Work required: The line that contains "let mut sums: HashMap<Value, i64>" marks the end: retype the data below exactly from its first line through that line.

Extracted entries:

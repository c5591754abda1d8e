//! Route modules for the web server
//!
//! Each module follows a consistent structure:
//! - mod.rs: Module declaration and exports
//! - api.rs: JSON API endpoints and HTMX partial responses
//! - page.rs: Full page rendering

pub mod accounts;
pub mod customers;
pub mod settings;
pub mod transactions;

use std::collections::HashMap;

/// Zero-based `page` query parameter; absent means the first page
pub(crate) fn page_param(params: &HashMap<String, String>) -> Result<u32, crate::ApiError> {
    match params.get("page").map(|p| p.trim()).filter(|p| !p.is_empty()) {
        None => Ok(0),
        Some(raw) => raw.parse().map_err(|_| crate::ApiError::BadRequest {
            message: format!("page must be a non-negative integer, got '{}'", raw),
        }),
    }
}
use anyhow::Result;
use std::collections::HashMap;

use crate::table::{Column, DataKind, Table, Value};

/// Group aggregate: one output row per distinct `group_col` value holding
/// the sum of `value_col` over that group. Null cells contribute nothing to
/// the sum; a null group value forms its own group.
///
/// Groups appear in first-appearance order, and the sum column is named
/// `sum_{value_col}` so callers can rename it post-hoc.
pub fn group_sum(table: &Table, group_col: &str, value_col: &str) -> Result<Table> {
    let g = table.require_col(group_col)?;
    let v = table.require_col(value_col)?;

    let mut order: Vec<Value> = Vec::new();
    let mut sums: HashMap<Value, i64> = HashMap::new();

    for row in table.raw_rows() {
        let key = &row[g];
        if !sums.contains_key(key) {
            order.push(key.clone());
        }
        *sums.entry(key.clone()).or_insert(0) += row[v].as_int().unwrap_or(0);
    }

    let columns = vec![
        table.columns()[g].clone(),
        Column::new(format!("sum_{}", value_col), DataKind::Int),
    ];
    let rows = order
        .into_iter()
        .map(|key| {
            let total = sums[&key];
            vec![key, Value::Int(total)]
        })
        .collect();

    Ok(Table::from_parts(columns, rows))
}
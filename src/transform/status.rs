use anyhow::Result;

use crate::table::{DataKind, Table, Value};

pub const NEW_BUSINESS: &str = "New Business";
pub const RENEWAL: &str = "Renewal";

/// Derived `status` column: `"New Business"` when the term starts at policy
/// inception (`start_date == inception_date`, both non-null), `"Renewal"`
/// otherwise. Pure per-row; a null comparand never matches.
pub fn with_status(table: &Table) -> Result<Table> {
    table.require_col("start_date")?;
    table.require_col("inception_date")?;

    Ok(table.with_column("status", DataKind::Str, |row| {
        let start = row.get("start_date").unwrap_or(&Value::Null);
        let inception = row.get("inception_date").unwrap_or(&Value::Null);
        let status = if !start.is_null() && start == inception {
            NEW_BUSINESS
        } else {
            RENEWAL
        };
        Value::Str(status.to_string())
    }))
}

#[cfg(test)]
mod tests {
    use super::*;
    use crate::table::Column;
    use chrono::NaiveDate;

    fn date(y: i32, m: u32, d: u32) -> Value {
        Value::Date(NaiveDate::from_ymd_opt(y, m, d).unwrap())
    }

    fn terms() -> Table {
        let mut t = Table::new(vec![
            Column::new("policy", DataKind::Str),
            Column::new("inception_date", DataKind::Date),
            Column::new("start_date", DataKind::Date),
        ])
        .unwrap();
        t.push_row(vec!["CAR0001".into(), date(2018, 1, 1), date(2018, 1, 1)])
            .unwrap();
        t.push_row(vec!["CAR0001".into(), date(2018, 1, 1), date(2019, 1, 1)])
            .unwrap();
        t.push_row(vec!["CAR0009".into(), Value::Null, Value::Null])
            .unwrap();
        t
    }

    #[test]
    fn status_is_new_business_iff_start_equals_inception() {
        let t = with_status(&terms()).unwrap();
        assert_eq!(t.get(0, "status"), Some(&Value::Str(NEW_BUSINESS.into())));
        assert_eq!(t.get(1, "status"), Some(&Value::Str(RENEWAL.into())));
    }

    #[test]
    fn null_comparand_means_renewal() {
        let t = with_status(&terms()).unwrap();
        assert_eq!(t.get(2, "status"), Some(&Value::Str(RENEWAL.into())));
    }

    #[test]
    fn missing_columns_are_an_error() {
        let t = Table::new(vec![Column::new("policy", DataKind::Str)]).unwrap();
        assert!(with_status(&t).is_err());
    }
}
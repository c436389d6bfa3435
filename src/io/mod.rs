pub mod csv;
pub mod parquet;

pub use csv::read_csv;
pub use parquet::{read_parquet, write_parquet, SUCCESS_MARKER};
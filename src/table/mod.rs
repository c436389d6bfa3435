mod display;
mod value;

pub use value::{DataKind, Value};

use anyhow::{anyhow, Result};
use serde::{Deserialize, Serialize};

/// A single column definition.
#[derive(Debug, Serialize, Deserialize, PartialEq, Clone, Eq, Hash)]
pub struct Column {
    pub name: String,
    pub kind: DataKind,
}

impl Column {
    pub fn new(name: impl Into<String>, kind: DataKind) -> Self {
        Self {
            name: name.into(),
            kind,
        }
    }
}

/// An ordered sequence of rows sharing one column set.
///
/// Tables are values: every transformation builds and returns a new `Table`,
/// the input is never mutated.
#[derive(Debug, Clone, PartialEq)]
pub struct Table {
    columns: Vec<Column>,
    rows: Vec<Vec<Value>>,
}

/// Borrowed view of one row, with lookup by column name.
#[derive(Clone, Copy)]
pub struct RowRef<'a> {
    table: &'a Table,
    idx: usize,
}

impl<'a> RowRef<'a> {
    pub fn get(&self, name: &str) -> Option<&'a Value> {
        let col = self.table.col_index(name)?;
        Some(&self.table.rows[self.idx][col])
    }

    pub fn index(&self) -> usize {
        self.idx
    }
}

impl Table {
    /// Create an empty table, rejecting duplicate column names.
    pub fn new(columns: Vec<Column>) -> Result<Self> {
        for (i, c) in columns.iter().enumerate() {
            if columns[..i].iter().any(|o| o.name == c.name) {
                return Err(anyhow!("duplicate column name `{}`", c.name));
            }
        }
        Ok(Self {
            columns,
            rows: Vec::new(),
        })
    }

    /// Internal constructor for stages that have already built consistent
    /// columns and rows.
    pub(crate) fn from_parts(columns: Vec<Column>, rows: Vec<Vec<Value>>) -> Self {
        Self { columns, rows }
    }

    pub fn push_row(&mut self, row: Vec<Value>) -> Result<()> {
        if row.len() != self.columns.len() {
            return Err(anyhow!(
                "row has {} cells, table has {} columns",
                row.len(),
                self.columns.len()
            ));
        }
        self.rows.push(row);
        Ok(())
    }

    pub fn num_rows(&self) -> usize {
        self.rows.len()
    }

    pub fn num_columns(&self) -> usize {
        self.columns.len()
    }

    pub fn columns(&self) -> &[Column] {
        &self.columns
    }

    pub fn column_names(&self) -> Vec<&str> {
        self.columns.iter().map(|c| c.name.as_str()).collect()
    }

    pub fn rows(&self) -> impl Iterator<Item = RowRef<'_>> {
        (0..self.rows.len()).map(move |idx| RowRef { table: self, idx })
    }

    pub(crate) fn raw_rows(&self) -> &[Vec<Value>] {
        &self.rows
    }

    pub fn col_index(&self, name: &str) -> Option<usize> {
        self.columns.iter().position(|c| c.name == name)
    }

    pub(crate) fn require_col(&self, name: &str) -> Result<usize> {
        self.col_index(name)
            .ok_or_else(|| anyhow!("no column named `{}`", name))
    }

    pub fn value(&self, row: usize, col: usize) -> &Value {
        &self.rows[row][col]
    }

    pub fn get(&self, row: usize, name: &str) -> Option<&Value> {
        let col = self.col_index(name)?;
        self.rows.get(row).map(|r| &r[col])
    }

    /// Projection: keep only the named columns, in the order given.
    pub fn select(&self, names: &[&str]) -> Result<Table> {
        let idxs = names
            .iter()
            .map(|n| self.require_col(n))
            .collect::<Result<Vec<_>>>()?;
        let columns = idxs.iter().map(|&i| self.columns[i].clone()).collect();
        let rows = self
            .rows
            .iter()
            .map(|r| idxs.iter().map(|&i| r[i].clone()).collect())
            .collect();
        Ok(Table::from_parts(columns, rows))
    }

    /// Drop the named columns; names that don't exist are ignored.
    pub fn drop_columns(&self, names: &[&str]) -> Table {
        let keep: Vec<usize> = (0..self.columns.len())
            .filter(|&i| !names.contains(&self.columns[i].name.as_str()))
            .collect();
        let columns = keep.iter().map(|&i| self.columns[i].clone()).collect();
        let rows = self
            .rows
            .iter()
            .map(|r| keep.iter().map(|&i| r[i].clone()).collect())
            .collect();
        Table::from_parts(columns, rows)
    }

    /// Rename a column. If a column named `to` already exists it is dropped
    /// first and the renamed column silently takes its place — the permissive
    /// behavior of the reference engine, kept for compatibility.
    pub fn rename(&self, from: &str, to: &str) -> Result<Table> {
        let src = self.require_col(from)?;
        if from == to {
            return Ok(self.clone());
        }
        let mut out = self.clone();
        if let Some(existing) = out.col_index(to) {
            out.columns.remove(existing);
            for row in &mut out.rows {
                row.remove(existing);
            }
        }
        let src = out.col_index(from).unwrap_or(src);
        out.columns[src].name = to.to_string();
        Ok(out)
    }

    /// Add a column computed per row. If a column of that name already
    /// exists it is replaced in place; otherwise the new column is appended.
    pub fn with_column<F>(&self, name: &str, kind: DataKind, f: F) -> Table
    where
        F: Fn(RowRef<'_>) -> Value,
    {
        let values: Vec<Value> = self.rows().map(f).collect();
        let mut out = self.clone();
        match out.col_index(name) {
            Some(i) => {
                out.columns[i].kind = kind;
                for (row, v) in out.rows.iter_mut().zip(values) {
                    row[i] = v;
                }
            }
            None => {
                out.columns.push(Column::new(name, kind));
                for (row, v) in out.rows.iter_mut().zip(values) {
                    row.push(v);
                }
            }
        }
        out
    }

    /// Predicate filter: keep rows for which `f` returns true.
    pub fn filter<F>(&self, f: F) -> Table
    where
        F: Fn(RowRef<'_>) -> bool,
    {
        let rows = self
            .rows()
            .filter(|r| f(*r))
            .map(|r| self.rows[r.idx].clone())
            .collect();
        Table::from_parts(self.columns.clone(), rows)
    }

    /// First `n` rows.
    pub fn head(&self, n: usize) -> Table {
        let rows = self.rows.iter().take(n).cloned().collect();
        Table::from_parts(self.columns.clone(), rows)
    }

    /// Contiguous slice of rows, for splitting output into parts.
    pub(crate) fn slice(&self, start: usize, len: usize) -> Table {
        let end = (start + len).min(self.rows.len());
        let rows = self.rows[start.min(self.rows.len())..end].to_vec();
        Table::from_parts(self.columns.clone(), rows)
    }

    /// Fixed-width rendering of the first `n` rows, for inspection.
    pub fn show(&self, n: usize) -> String {
        display::render(self, n)
    }
}
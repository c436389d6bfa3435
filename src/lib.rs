pub mod io;
pub mod schema;
pub mod table;
pub mod transform;

pub use table::{Column, DataKind, Table, Value};
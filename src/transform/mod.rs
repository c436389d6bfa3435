pub mod group;
pub mod join;
pub mod pivot;
pub mod status;
pub mod window;

pub use group::group_sum;
pub use join::{join, DateBetween, JoinMode, JoinSpec};
pub use pivot::crosstab;
pub use status::{with_status, NEW_BUSINESS, RENEWAL};
pub use window::with_partition_rank;
use once_cell::sync::Lazy;
use std::collections::HashSet;

use crate::table::DataKind;

/// Columns that always hold integers, whatever the source declared.
static INTEGER_COLUMNS: Lazy<HashSet<&'static str>> = Lazy::new(|| {
    ["premium", "sum_insured", "vehicle_age"]
        .into_iter()
        .collect()
});

/// Name suffix marking calendar-date columns.
pub const DATE_SUFFIX: &str = "_date";

/// Wire format for date columns: 8 ASCII digits, no timezone.
pub const DATE_FORMAT: &str = "yyyyMMdd";

/// What the cast stage should do with one column.
#[derive(Debug, Clone, Copy, PartialEq, Eq)]
pub enum ColumnAction {
    Keep,
    CastInteger,
    ParseDate(&'static str),
}

/// Pure classification rule from (column name, declared kind) to action.
///
/// Columns already holding a non-string kind pass through untouched, which
/// is what makes the cast stage idempotent.
pub fn classify(name: &str, kind: DataKind) -> ColumnAction {
    if kind != DataKind::Str {
        return ColumnAction::Keep;
    }
    if INTEGER_COLUMNS.contains(name) {
        return ColumnAction::CastInteger;
    }
    if name.ends_with(DATE_SUFFIX) {
        return ColumnAction::ParseDate(DATE_FORMAT);
    }
    ColumnAction::Keep
}

#[cfg(test)]
mod tests {
    use super::*;

    #[test]
    fn allowlisted_names_cast_to_integer() {
        assert_eq!(classify("premium", DataKind::Str), ColumnAction::CastInteger);
        assert_eq!(
            classify("sum_insured", DataKind::Str),
            ColumnAction::CastInteger
        );
        assert_eq!(
            classify("vehicle_age", DataKind::Str),
            ColumnAction::CastInteger
        );
    }

    #[test]
    fn date_suffix_parses_as_date() {
        assert_eq!(
            classify("start_date", DataKind::Str),
            ColumnAction::ParseDate(DATE_FORMAT)
        );
        assert_eq!(
            classify("incident_date", DataKind::Str),
            ColumnAction::ParseDate(DATE_FORMAT)
        );
    }

    #[test]
    fn everything_else_is_kept() {
        assert_eq!(classify("policy", DataKind::Str), ColumnAction::Keep);
        assert_eq!(classify("make", DataKind::Str), ColumnAction::Keep);
        // suffix match alone is not enough once the column is already typed
        assert_eq!(classify("start_date", DataKind::Date), ColumnAction::Keep);
        assert_eq!(classify("premium", DataKind::Int), ColumnAction::Keep);
    }
}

Response to the exercise:
repository c5591754abda1d8e
//! Route modules for the web server
//!
//! Each module follows a consistent structure:
//! - mod.rs: Module declaration and exports
//! - api.rs: JSON API endpoints and HTMX partial responses
//! - page.rs: Full page rendering

pub mod accounts;
pub mod customers;
pub mod settings;
pub mod transactions;

use std::collections::HashMap;

/// Zero-based `page` query parameter; absent means the first page
pub(crate) fn page_param(params: &HashMap<String, String>) -> Result<u32, crate::ApiError> {
    match params.get("page").map(|p| p.trim()).filter(|p| !p.is_empty()) {
        None => Ok(0),
        Some(raw) => raw.parse().map_err(|_| crate::ApiError::BadRequest {
            message: format!("page must be a non-negative integer, got '{}'", raw),
        }),
    }
}
use anyhow::Result;
use std::collections::HashMap;

use crate::table::{Column, DataKind, Table, Value};

/// Group aggregate: one output row per distinct `group_col` value holding
/// the sum of `value_col` over that group. Null cells contribute nothing to
/// the sum; a null group value forms its own group.
///
/// Groups appear in first-appearance order, and the sum column is named
/// `sum_{value_col}` so callers can rename it post-hoc.
pub fn group_sum(table: &Table, group_col: &str, value_col: &str) -> Result<Table> {
    let g = table.require_col(group_col)?;
    let v = table.require_col(value_col)?;

    let mut order: Vec<Value> = Vec::new();
    let mut sums: HashMap<Value, i64> = HashMap::new();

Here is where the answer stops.